▶ [WHAT THIS TASK INVOLVES] Your answer must consist solely of the lines from the start of the entries below through the line with "timeout adapters use unless told otherwise.", unchanged.

▶ [DATASET]

+===+

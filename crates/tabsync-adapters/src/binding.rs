//! Shared plumbing for every adapter: the channel manager plus the store
//! subscriptions feeding it.

use std::sync::{Mutex, PoisonError};
use std::time::Duration;

use tabsync_core::{InstanceId, StateAccessor};
use tabsync_sync::{Broadcaster, ChannelConfig, ChannelManager, Connector, SyncError};

use crate::error::Result;
use crate::subscription::Subscription;

/// Sync timeout adapters use unless told otherwise.
pub const ADAPTER_SYNC_TIMEOUT: Duration = Duration::from_millis(3000);
/// Request attempts adapters use unless told otherwise.
pub const ADAPTER_RETRY_ATTEMPTS: u32 = 5;
/// Retry delay adapters use unless told otherwise.
pub const ADAPTER_RETRY_DELAY: Duration = Duration::from_millis(1000);

/// Channel options for an adapter. Unset fields take the adapter defaults,
/// and the channel name defaults per adapter kind.
#[derive(Debug, Clone, Default, PartialEq)]
pub struct AdapterOptions {
    pub channel_name: Option<String>,
    pub sync_timeout: Option<Duration>,
    pub retry_attempts: Option<u32>,
    pub retry_delay: Option<Duration>,
    pub instance_id: Option<InstanceId>,
}

impl AdapterOptions {
    pub fn new() -> Self {
        Self::default()
    }

    pub fn channel_name(mut self, name: impl Into<String>) -> Self {
        self.channel_name = Some(name.into());
        self
    }

    pub fn sync_timeout(mut self, timeout: Duration) -> Self {
        self.sync_timeout = Some(timeout);
        self
    }

    pub fn retry_attempts(mut self, attempts: u32) -> Self {
        self.retry_attempts = Some(attempts);
        self
    }

    pub fn retry_delay(mut self, delay: Duration) -> Self {
        self.retry_delay = Some(delay);
        self
    }

    pub fn instance_id(mut self, id: InstanceId) -> Self {
        self.instance_id = Some(id);
        self
    }

    /// Resolve into a full channel config.
    pub fn into_config(self, default_channel: &str) -> ChannelConfig {
        ChannelConfig {
            channel_name: self
                .channel_name
                .unwrap_or_else(|| default_channel.to_string()),
            sync_timeout: self.sync_timeout.unwrap_or(ADAPTER_SYNC_TIMEOUT),
            retry_attempts: self.retry_attempts.unwrap_or(ADAPTER_RETRY_ATTEMPTS),
            retry_delay: self.retry_delay.unwrap_or(ADAPTER_RETRY_DELAY),
            instance_id: self.instance_id,
        }
    }
}

/// A channel manager bound to a store through its subscriptions.
///
/// Dropping the binding unsubscribes from the store, then destroys the
/// manager.
pub struct Binding<A: StateAccessor> {
    subscriptions: Mutex<Vec<Subscription>>,
    manager: ChannelManager<A>,
}

impl<A: StateAccessor> Binding<A> {
    pub fn new<C: Connector>(accessor: A, connector: &C, config: ChannelConfig) -> Result<Self> {
        let manager = ChannelManager::new(accessor, connector, config)?;
        Ok(Self {
            subscriptions: Mutex::new(Vec::new()),
            manager,
        })
    }

    pub fn manager(&self) -> &ChannelManager<A> {
        &self.manager
    }

    pub fn broadcaster(&self) -> Broadcaster<A> {
        self.manager.broadcaster()
    }

    /// Keep a store subscription alive for the life of the binding.
    pub fn hold(&self, subscription: Subscription) {
        self.subscriptions
            .lock()
            .unwrap_or_else(PoisonError::into_inner)
            .push(subscription);
    }

    /// Broadcast a partial state, logging failures before returning them.
    pub fn broadcast_state(&self, partial: &A::State) -> std::result::Result<(), SyncError> {
        self.manager.broadcast_state(partial).map_err(|e| {
            tracing::error!(channel = %self.manager.channel_name(), error = %e, "error broadcasting state");
            e
        })
    }

    /// Unsubscribe from the store and destroy the channel. Idempotent.
    pub fn destroy(&self) {
        let subscriptions: Vec<Subscription> = self
            .subscriptions
            .lock()
            .unwrap_or_else(PoisonError::into_inner)
            .drain(..)
            .collect();
        for subscription in subscriptions {
            subscription.unsubscribe();
        }
        self.manager.destroy();
    }
}

impl<A: StateAccessor> Drop for Binding<A> {
    fn drop(&mut self) {
        self.destroy();
    }
}

/// Broadcast from inside a store listener, where errors can only be logged.
pub(crate) fn broadcast_from_listener<A: StateAccessor>(
    broadcaster: &Broadcaster<A>,
    partial: &A::State,
    what: &str,
) {
    if let Err(e) = broadcaster.broadcast(partial) {
        tracing::warn!(what, error = %e, "error broadcasting changed state");
    }
}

+===+

▶ [RESULT BELOW]
filename crates/tabsync-adapters/src/binding.rs
//! Shared plumbing for every adapter: the channel manager plus the store
//! subscriptions feeding it.

use std::sync::{Mutex, PoisonError};
use std::time::Duration;

use tabsync_core::{InstanceId, StateAccessor};
use tabsync_sync::{Broadcaster, ChannelConfig, ChannelManager, Connector, SyncError};

use crate::error::Result;
use crate::subscription::Subscription;

/// Sync timeout adapters use unless told otherwise.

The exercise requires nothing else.